Ha senso che uno dei primi estimatori di The Constant Nymph sia stato J.M. Barrie e che lo abbia portato in dono a Thomas Hardy. Lo scrittore ormai anziano farà sapere all’autrice non solo di avere apprezzato la lettura, ma di non sentirsi affatto dispiaciuto che avesse rubato il nome alla sua Tess per la protagonista adolescente adombrata nel titolo. In cinque anni il libro raggiunse il milione di copie vendute. Da noi lo tradusse Garzanti nel 1927 con il titolo molto rosa La ninfa innamorata, rimasto invariato tanto nella ristampa del ’47, quanto nella pubblicazione a puntate apparsa un anno dopo su «Noi Donne». Opterà per il più appropriato La ninfa fedele una seconda versione uscita per Mursia nel ’58. Un aggettivo linguisticamente più cauto, tuttavia narrativamente meno espressivo, sceglie adesso la nuova edizione Fazi intitolata La ninfa costante («Le Strade», traduzione di Sabina Terziani, pp. 358, € 18,50). Ma innamorata o fedele o costante che sia, in quale accezione andrà interpretato il sostantivo «ninfa», oltretutto mai utilizzato nel testo? Chi è la quindicenne Teresa, più spesso chiamata Tessa?

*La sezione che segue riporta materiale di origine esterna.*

//! The civic node: owns the engine and its collaborators, and runs the
//! background scheduler and the network servers.

use std::path::PathBuf;
use std::sync::Arc;
use std::time::Duration;

use civic_fanout::ChangeFanout;
use civic_rpc::RpcServer;
use civic_store::{MemoryStore, StoreSnapshot};
use civic_types::{AuthorityNotifier, Clock, SystemClock};
use civic_verification::{Collaborators, IssueEngine, LogNotifier};
use civic_websocket::WebSocketServer;
use tokio::task::JoinHandle;

use crate::config::NodeConfig;
use crate::error::NodeError;
use crate::shutdown::ShutdownController;

/// File name of the issue snapshot inside `data_dir`.
pub const SNAPSHOT_FILE: &str = "issues.snapshot";

pub struct CivicNode {
    pub config: NodeConfig,
    pub engine: Arc<IssueEngine>,
    pub store: Arc<MemoryStore>,
    pub fanout: ChangeFanout,
    pub clock: Arc<dyn Clock>,
    pub shutdown: Arc<ShutdownController>,
    /// Handles for spawned background tasks (joined during shutdown).
    task_handles: Vec<JoinHandle<()>>,
}

impl CivicNode {
    /// Build a node on the system clock, escalating to the log.
    pub fn new(config: NodeConfig) -> Result<Self, NodeError> {
        Self::with_collaborators(config, Arc::new(SystemClock), Arc::new(LogNotifier))
    }

    /// Build a node with an injected clock and authority notifier.
    ///
    /// Restores the store from `data_dir` when a snapshot exists and aligns
    /// the fan-out with the restored revisions.
    pub fn with_collaborators(
        config: NodeConfig,
        clock: Arc<dyn Clock>,
        notifier: Arc<dyn AuthorityNotifier>,
    ) -> Result<Self, NodeError> {
        config.validate()?;

        let snapshot_path = config.data_dir.join(SNAPSHOT_FILE);
        let store = match StoreSnapshot::read_from(&snapshot_path)? {
            Some(snapshot) => {
                let store = MemoryStore::from_snapshot(snapshot)?;
                tracing::info!(
                    path = %snapshot_path.display(),
                    issues = store.issue_count()?,
                    "restored issue snapshot"
                );
                store
            }
            None => {
                tracing::info!(path = %snapshot_path.display(), "no snapshot found, starting empty");
                MemoryStore::new()
            }
        };
        let store = Arc::new(store);

        let fanout = ChangeFanout::new();
        let existing = civic_store::IssueStore::list_issues(store.as_ref())?;
        fanout.resume_from(existing.iter());

        let engine = IssueEngine::new(
            config.engine.clone(),
            Collaborators {
                store: store.clone(),
                clock: clock.clone(),
                publisher: Arc::new(fanout.clone()),
                notifier,
            },
        )?;

        Ok(Self {
            config,
            engine: Arc::new(engine),
            store,
            fanout,
            clock,
            shutdown: Arc::new(ShutdownController::new()),
            task_handles: Vec::new(),
        })
    }

    pub fn snapshot_path(&self) -> PathBuf {
        self.config.data_dir.join(SNAPSHOT_FILE)
    }

    /// Spawn the scheduler and, when enabled, the RPC and WebSocket servers.
    pub async fn start(&mut self) -> Result<(), NodeError> {
        tracing::info!(
            data_dir = %self.config.data_dir.display(),
            scheduler_interval_secs = self.config.scheduler_interval_secs,
            "civic node starting"
        );
        self.spawn_scheduler();

        if self.config.enable_rpc {
            let server = RpcServer::new(self.config.rpc_port, self.engine.clone());
            let shutdown = self.shutdown.signalled();
            self.task_handles.push(tokio::spawn(async move {
                if let Err(e) = server.start(shutdown).await {
                    tracing::error!(error = %e, "RPC server stopped");
                }
            }));
        }

        if self.config.enable_websocket {
            let server = WebSocketServer::new(self.config.websocket_port, self.fanout.clone());
            let shutdown = self.shutdown.signalled();
            self.task_handles.push(tokio::spawn(async move {
                if let Err(e) = server.start(shutdown).await {
                    tracing::error!(error = %e, "WebSocket server stopped");
                }
            }));
        }
        Ok(())
    }

    /// Run a scheduler pass every `scheduler_interval_secs` until shutdown.
    /// The first pass runs immediately.
    fn spawn_scheduler(&mut self) {
        let engine = Arc::clone(&self.engine);
        let mut shutdown_rx = self.shutdown.subscribe();
        let period = Duration::from_secs(self.config.scheduler_interval_secs);

        let handle = tokio::spawn(async move {
            let mut interval = tokio::time::interval(period);
            interval.set_missed_tick_behavior(tokio::time::MissedTickBehavior::Delay);
            loop {
                tokio::select! {
                    biased;
                    _ = shutdown_rx.recv() => {
                        tracing::info!("scheduler task shutting down");
                        break;
                    }
                    _ = interval.tick() => {
                        if let Err(e) = engine.run_scheduler_tick() {
                            tracing::error!(error = %e, "scheduler pass failed");
                        }
                    }
                }
            }
        });
        self.task_handles.push(handle);
    }

    /// Write the full store to the snapshot file.
    pub fn save_snapshot(&self) -> Result<(), NodeError> {
        std::fs::create_dir_all(&self.config.data_dir)?;
        let snapshot = self.store.snapshot(self.clock.now())?;
        let issues = snapshot.issues.len();
        snapshot.write_to(&self.snapshot_path())?;
        tracing::info!(issues, path = %self.snapshot_path().display(), "issue snapshot saved");
        Ok(())
    }

    /// Signal all tasks, wait for them, then persist the store.
    pub async fn stop(&mut self) -> Result<(), NodeError> {
        tracing::info!("civic node stopping");
        self.shutdown.shutdown();

        for handle in self.task_handles.drain(..) {
            if let Err(e) = handle.await {
                tracing::warn!(error = %e, "background task ended abnormally");
            }
        }

        self.save_snapshot()?;
        tracing::info!("civic node stopped");
        Ok(())
    }
}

Kennedy ha scritto che in lei si sovrappongono il ricordo di una bambina indomita e cenciosa incontrata in Cornovaglia e quello di una compagna di scuola dall’infanzia complicata, una ragazza misteriosa e fragile ma di straordinaria forza interiore. Si è poi pensato che il padre Albert Sanger, compositore inglese giramondo e sciupafemmine, provvisto di una numerosa e scombinata famiglia, abbia per modello il pittore Augustus John, amico del cugino irlandese dell’autrice. Un amico di entrambi avrebbe ispirato il personaggio di Lewis Dodd, musicista insofferente della propria origine borghese e affascinato dalla selvatica ma armoniosa esistenza condotta oltremanica dai Sanger; un talentuoso quanto inaffidabile narciso che Tessa adora da quando era bambina. Certo è che la sequenza austriaca del romanzo, quella su cui la trama si dischiude, risplende della felicità provata da Margaret Kennedy durante la sua prima vacanza in Tirolo. Dire che i materiali su cui l’autrice ha lavorato provengono in parte dalla sua autobiografia non significa però spiegare la straordinaria originalità, tantomeno la fresca, scintillante, bellezza del romanzo.

Povera di madri, ricca di orfani
«Ho letto un bel libro, The Constant Nymph di Margaret Kennedy, che è proprio divertente, cosa rara per un libro» scriveva la baronessa Karen von Blixen al fratello Thomas dalla sua Africa il 24 febbraio 1926. È vero, La ninfa costante si può definire un libro divertente. Sono allegri i ragazzi Sanger prima che la morte del padre si abbatta come un fulmine sulla loro hutte e nella trama; è allegro il loro affiatamento e l’amore che ognuno mostra per la musica, allegra la selvaggia educazione alla verità che hanno ricevuto, allegro il disordine che regna nelle loro giornate di luminose scorribande. Ma non intendeva descrivere un mondo «divertente» l’autrice di questa vicenda povera di madri e ricca invece di orfani la cui vita gli adulti vorrebbero per fini diversi manovrare. Al cinema, soprattutto nel film hollywoodiano del 1943 con cui Joan Fontaine nel ruolo principale ha sfiorato il secondo Oscar, è diventata la storia lacrimevole di un triangolo amoroso: l’egotista Dodd in mezzo alla dolce Tessa e alla perfida, affascinante cugina Florence che i ragazzi hanno seguito a Londra. Tra il divertente e il lacrimevole riposa il significato vero del testo.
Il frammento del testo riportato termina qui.